Segundo a coordenadora de Ajuda Humanitária da ONG em Moçambique, Abide Nego, "a situação da covid-19 vem agravar tudo ainda mais".
"Embora existam esforços para garantir a sensibilização nos centros de acomodação, há dificuldade em distribuir máscaras", acrescentou.
Garantir o distanciamento social nos centros ou fora deles também não é fácil.
"Com a família de acolhimento chegam a viver debaixo do mesmo teto mais três ou quatro famílias deslocadas", referiu Abibe Nego, prosseguindo: "A lavagem das mãos parece uma medida muito simples, mas para as pessoas que não têm acesso a água é impossível".
Até ao momento, não existem casos registados de covid-19 nos centros, em parte devido à falta de condições e material para testar a população.
Contudo, as organizações que estão a apoiar os deslocados temem que a situação possa agravar-se, porque é impossível neste contexto verificar a existência de casos positivos e assegurar todas as medidas necessárias de prevenção contra a disseminação do novo coronavírus.
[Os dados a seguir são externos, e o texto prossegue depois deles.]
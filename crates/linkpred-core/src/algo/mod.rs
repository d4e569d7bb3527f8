//! Algorithms behind edge-prediction batching.
//!
//! This module contains degree scoring, exclusion resolution and the
//! reference samplers.

/// Degree scores and low-degree restriction.
pub mod degree;

/// Exclusion rules for positive edges.
pub mod exclude;

/// Neighbor and negative sampling.
pub mod sampling;
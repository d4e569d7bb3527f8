//! Configuration for the leakage filter and the edge-prediction sampler.
//!
//! The exclusion rule is not part of [`SamplerConfig`]: custom rules are
//! closures, so [`crate::ExcludeMode`] is passed to
//! [`crate::EdgePredictionSampler::with_exclude`] directly.

use crate::{Device, Error, Result};
use serde::{Deserialize, Serialize};

/// Options for building inference graphs and sampling training batches.
///
/// # Example
///
/// ```
/// use linkpred_core::SamplerConfig;
///
/// let config = SamplerConfig::from_json_str(r#"{ "degree_threshold": 4 }"#).unwrap();
/// assert_eq!(config.degree_threshold, 4);
/// assert!(!config.valid_as_input);
/// assert_eq!(config.fanouts, vec![10, 10]);
/// ```
#[derive(Debug, Clone, PartialEq, Eq, Serialize, Deserialize)]
#[serde(default)]
pub struct SamplerConfig {
    /// Seed edges are excluded only if the smaller endpoint in-degree is
    /// strictly below this. Default: 10
    pub degree_threshold: usize,

    /// Keep validation edges in the inference graph. Default: false
    pub valid_as_input: bool,

    /// Edge label names fetched onto the pair graph by the feature assigner.
    /// Default: none
    pub prefetch_labels: Vec<String>,

    /// Placement for exclusion sets. Default: the graph's placement
    pub output_device: Option<Device>,

    /// Neighbors sampled per hop, seed side first; read by
    /// [`crate::algo::sampling::NeighborSampler::from_config`]. Default: [10, 10]
    pub fanouts: Vec<usize>,

    /// Uniform negatives per seed edge; `None` disables negative sampling.
    /// Default: None
    pub negatives_per_edge: Option<usize>,
}

impl Default for SamplerConfig {
    fn default() -> Self {
        Self {
            degree_threshold: 10,
            valid_as_input: false,
            prefetch_labels: Vec::new(),
            output_device: None,
            fanouts: vec![10, 10],
            negatives_per_edge: None,
        }
    }
}

impl SamplerConfig {
    pub fn with_degree_threshold(mut self, threshold: usize) -> Self {
        self.degree_threshold = threshold;
        self
    }

    pub fn with_valid_as_input(mut self, valid_as_input: bool) -> Self {
        self.valid_as_input = valid_as_input;
        self
    }

    pub fn with_prefetch_labels(mut self, labels: Vec<String>) -> Self {
        self.prefetch_labels = labels;
        self
    }

    pub fn with_output_device(mut self, device: Device) -> Self {
        self.output_device = Some(device);
        self
    }

    pub fn with_fanouts(mut self, fanouts: Vec<usize>) -> Self {
        self.fanouts = fanouts;
        self
    }

    pub fn with_negatives_per_edge(mut self, k: usize) -> Self {
        self.negatives_per_edge = Some(k);
        self
    }

    /// Check value ranges.
    ///
    /// # Errors
    /// `Error::InvalidConfig` for empty fanouts or zero negatives per edge.
    pub fn validate(&self) -> Result<()> {
        if self.fanouts.is_empty() {
            return Err(Error::InvalidConfig("fanouts must not be empty".into()));
        }
        if self.negatives_per_edge == Some(0) {
            return Err(Error::InvalidConfig(
                "negatives_per_edge must be at least 1; use null to disable".into(),
            ));
        }
        Ok(())
    }

    /// Parse from JSON, filling unspecified fields with defaults, and validate.
    pub fn from_json_str(json: &str) -> Result<Self> {
        let config: Self = serde_json::from_str(json)?;
        config.validate()?;
        Ok(config)
    }
}
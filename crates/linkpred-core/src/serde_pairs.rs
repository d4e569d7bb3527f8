//! Serialize maps as sequences of `(key, value)` pairs.
//!
//! JSON only allows string keys; edge types are structs.

use serde::de::Deserializer;
use serde::ser::Serializer;
use serde::{Deserialize, Serialize};
use std::collections::BTreeMap;

pub(crate) fn serialize<S, K, V>(map: &BTreeMap<K, V>, serializer: S) -> Result<S::Ok, S::Error>
where
    S: Serializer,
    K: Serialize,
    V: Serialize,
{
    serializer.collect_seq(map.iter())
}

pub(crate) fn deserialize<'de, D, K, V>(deserializer: D) -> Result<BTreeMap<K, V>, D::Error>
where
    D: Deserializer<'de>,
    K: Deserialize<'de> + Ord,
    V: Deserialize<'de>,
{
    let pairs: Vec<(K, V)> = Vec::deserialize(deserializer)?;
    Ok(pairs.into_iter().collect())
}
impl<S: BlockSampler> EdgePredictionSampler<S> {
    /// Wrap a block sampler. Defaults: no exclusion, no negatives,
    /// degree threshold 10.
    pub fn new(sampler: S) -> Self {
        let defaults = SamplerConfig::default();
        Self {
            sampler,
            exclude: ExcludeMode::None,
            negative_sampler: None,
            features: Box::new(NoFeatures),
            prefetch_labels: defaults.prefetch_labels,
            degree_threshold: defaults.degree_threshold,
            output_device: defaults.output_device,
        }
    }

    /// Apply a validated config. `negatives_per_edge` installs a
    /// [`UniformNegativeSampler`]. `fanouts` belongs to the block sampler;
    /// see [`crate::algo::sampling::NeighborSampler::from_config`].
    pub fn from_config(sampler: S, config: &SamplerConfig) -> Result<Self> {
        config.validate()?;
        let mut this = Self::new(sampler)
            .with_degree_threshold(config.degree_threshold)
            .with_prefetch_labels(config.prefetch_labels.clone());
        this.output_device = config.output_device;
        if let Some(k) = config.negatives_per_edge {
            this = this.with_negative_sampler(UniformNegativeSampler::new(k));
        }
        Ok(this)
    }

    pub fn with_exclude(mut self, exclude: ExcludeMode) -> Self {
        self.exclude = exclude;
        self
    }

    pub fn with_negative_sampler(mut self, negative_sampler: impl NegativeSampler + 'static) -> Self {
        self.negative_sampler = Some(Box::new(negative_sampler));
        self
    }

    pub fn with_feature_assigner(mut self, features: impl FeatureAssigner + 'static) -> Self {
        self.features = Box::new(features);
        self
    }

    pub fn with_prefetch_labels(mut self, labels: Vec<String>) -> Self {
        self.prefetch_labels = labels;
        self
    }

    pub fn with_degree_threshold(mut self, threshold: usize) -> Self {
        self.degree_threshold = threshold;
        self
    }

    pub fn with_output_device(mut self, device: Device) -> Self {
        self.output_device = Some(device);
        self
    }

    /// The wrapped block sampler.
    pub fn block_sampler(&self) -> &S {
        &self.sampler
    }

    /// Exclusion rule in use.
    pub fn exclude_mode(&self) -> &ExcludeMode {
        &self.exclude
    }

    pub fn degree_threshold(&self) -> usize {
        self.degree_threshold
    }

    /// Build one mini-batch from seed edges of `g`.
    ///
    /// `seed` drives all randomness; equal inputs give equal batches.
    pub fn sample(&self, g: &Graph, seed_edges: &SeedEdges, seed: u64) -> Result<MiniBatch> {
        let seed_edges = seed_edges.normalize(g)?;
        let mut rng = XorShiftRng::seed_from_u64(seed);
        let neg_seed = rng.next_u64();
        let block_seed = rng.next_u64();

        let pair_graph = g.edge_subgraph(&seed_edges)?;
        let eids = pair_graph.induced_edges().cloned();

        let (mut pair_graph, neg_graph) = match &self.negative_sampler {
            Some(negative_sampler) => {
                let neg_graph = build_neg_graph(g, negative_sampler.as_ref(), &seed_edges, neg_seed)?;
                let mut compacted = compact_graphs(&[pair_graph, neg_graph])?.into_iter();
                match (compacted.next(), compacted.next()) {
                    (Some(pos), Some(neg)) => (pos, Some(neg)),
                    _ => {
                        return Err(Error::IncompatibleGraphs(
                            "compaction returned fewer graphs than given".into(),
                        ))
                    }
                }
            }
            None => {
                let pos = compact_graphs(std::slice::from_ref(&pair_graph))?
                    .into_iter()
                    .next()
                    .ok_or_else(|| {
                        Error::IncompatibleGraphs("compaction returned no graph".into())
                    })?;
                (pos, None)
            }
        };

        pair_graph.set_induced_edges(eids);
        let (pair_graph, neg_graph) = match self.output_device {
            Some(device) => (
                pair_graph.to_device(device),
                neg_graph.map(|neg| neg.to_device(device)),
            ),
            None => (pair_graph, neg_graph),
        };
        let seed_nodes = pair_graph.induced_nodes().cloned().unwrap_or_default();

        let exclude = find_exclude_eids(
            g,
            &seed_edges,
            &self.exclude,
            self.degree_threshold,
            self.output_device,
        )?;

        let BlockSample {
            input_nodes,
            blocks,
            ..
        } = self
            .sampler
            .sample(g, &seed_nodes, exclude.as_ref(), block_seed)?;

        let mut batch = MiniBatch {
            input_nodes,
            pair_graph,
            neg_graph,
            blocks,
            exclude,
        };
        self.features.assign(&mut batch, &self.prefetch_labels)?;
        Ok(batch)
    }
}

/// Negative pairs as a graph over the same node universe as `g`.
fn build_neg_graph(
    g: &Graph,
    negative_sampler: &dyn NegativeSampler,
    seed_edges: &TypedEdgeIds,
    seed: u64,
) -> Result<Graph> {
    let pairs = negative_sampler.sample(g, seed_edges, seed)?;
    let mut neg_graph = g.empty_like();
    for (etype, pairs) in pairs {
        neg_graph.add_edges(&etype, pairs)?;
    }
    Ok(neg_graph)
}
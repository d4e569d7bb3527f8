// Allow minor clippy style warnings at crate level
// These are mostly style preferences, not bugs
#![allow(clippy::must_use_candidate)]
#![allow(clippy::return_self_not_must_use)]
#![allow(clippy::missing_panics_doc)]
#![allow(clippy::missing_errors_doc)]
#![allow(clippy::doc_markdown)]
#![allow(clippy::cast_precision_loss)]
#![allow(clippy::module_name_repetitions)]
#![allow(clippy::uninlined_format_args)]

//! Leakage-safe graphs for link-prediction training.
//!
//! Link prediction trains a model to score node pairs from a message-passing
//! neighborhood. Two things can leak the answer into that neighborhood:
//!
//! - **Held-out edges at inference.** Validation and test pairs that are
//!   still edges of the inference graph. [`split::LeakageFilter`] builds a
//!   copy of the graph with them removed in both directions.
//! - **Positive edges during training.** The seed edges of a batch.
//!   [`EdgePredictionSampler`] hides them from the sampled blocks, but only
//!   when an endpoint has low in-degree; edges between well-connected nodes
//!   stay, since one edge more or less barely moves a large neighborhood.
//!
//! # Core Types
//!
//! - [`Graph`] - Directed multigraph with per-type integer node and edge IDs
//! - [`TypedEdgeIds`] / [`TypedNodeIds`] - IDs keyed by edge or node type
//! - [`ExcludeMode`] - None / self / reverse-by-ID / reverse-by-type / custom
//! - [`EdgePredictionSampler`] - Builds a [`MiniBatch`] from seed edges
//! - [`SamplerConfig`] - Degree threshold, fanouts, negatives, placement
//!
//! # Algorithms
//!
//! - [`algo::degree`] - Degree scores, `min(in_degree(u), in_degree(v))`
//! - [`algo::exclude`] - Degree-restricted exclusion sets
//! - [`algo::sampling`] - Reference neighbor and uniform negative samplers
//! - [`compact`] - Shared minimal node ID space for pair graphs
//!
//! # Example
//!
//! ```rust
//! use linkpred_core::algo::sampling::{NeighborSampler, UniformNegativeSampler};
//! use linkpred_core::split::LeakageFilter;
//! use linkpred_core::{EdgePredictionSampler, EdgeSplit, ExcludeMode, Graph, SeedEdges};
//!
//! let g = Graph::homogeneous(5, [(0, 1), (1, 2), (2, 3), (3, 4), (1, 3)]).unwrap();
//!
//! // Once, before training: an inference graph without the test pair
//! let split = EdgeSplit::new(vec![], vec![(3, 4)]);
//! let inference_graph = LeakageFilter::new().apply(&g, &split).unwrap();
//! assert_eq!(inference_graph.total_edges(), 4);
//!
//! // Per batch: exclude low-degree positives from message passing
//! let sampler = EdgePredictionSampler::new(NeighborSampler::new(vec![5, 5]))
//!     .with_exclude(ExcludeMode::SelfEdges)
//!     .with_negative_sampler(UniformNegativeSampler::new(1))
//!     .with_degree_threshold(2);
//! let batch = sampler.sample(&g, &SeedEdges::from(vec![0, 4]), 42).unwrap();
//! assert!(batch.neg_graph.is_some());
//! ```

pub mod algo;
pub mod compact;
pub mod config;
mod error;
mod graph;
pub mod hetero;
mod ids;
pub mod sampler;
mod serde_pairs;
pub mod split;

pub use algo::exclude::{find_exclude_eids, ExcludeMode, ExcludeSet};
pub use config::SamplerConfig;
pub use error::{Error, Result};
pub use graph::{Device, EdgeStore, Graph};
pub use hetero::{EdgeKey, EdgeType, NodeType};
pub use ids::{EdgeId, NodeId, TypedEdgeIds, TypedIds, TypedNodeIds};
pub use sampler::{EdgePredictionSampler, MiniBatch, SeedEdges};
pub use split::{build_inference_graph, EdgeSplit, LeakageFilter, LeakageReport};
E apenas um caso pode levar a uma situação de rápida propagação que comprometa totalmente um sistema de saúde que é, por si só, já muito frágil.
A violência que se tem registado em Cabo Delgado desde 2017 resultou em 2.800 mortos e 732.000 pessoas deslocadas. Milhares de pessoas têm sido obrigadas a deixar toda a sua vida para trás, muitas vezes só com a roupa que levam no corpo, na esperança de encontrarem segurança e abrigo.
"Cerca de 46% são crianças e jovens, vítimas deste conflito armado, que, por vezes, acabam por se perder das suas famílias no momento dos ataques e chegam sozinhos, desorientados e com medo, depois de terem caminhado a pé durante dias a fio ou de viajarem em autocarros locais lotados de deslocados ou em transportes aéreos que os retiraram das zonas de conflito", alerta a Ajuda em Ação.
Dados da Organização Internacional para as Migrações (OIM) apontam para 1.410 crianças separadas das suas famílias e que se encontram em campos de deslocados.
Estas crianças são acolhidas em campos de deslocados ou famílias anfitriãs, mas o alívio da chegada para muitos levanta "consequências graves para os já escassos recursos" de outros, ressalva o diretor regional do Alto Comissariado das Nações Unidas para os Refugiados na África Austral, Valentín Tapsoba.
As necessidades vão muito além de abrigo e segurança, particularmente no caso das crianças que precisam de assistência alimentar e médica, apoio psicológico, formação educativa e ferramentas que lhes permitam construir e idealizar um futuro melhor, distante da violência que conheceram nestes últimos anos e que terá um grande impacto a longo prazo na sua vida, embora ainda difícil de avaliar, alerta a Ajuda em Ação, neste Dia da Criança Africana.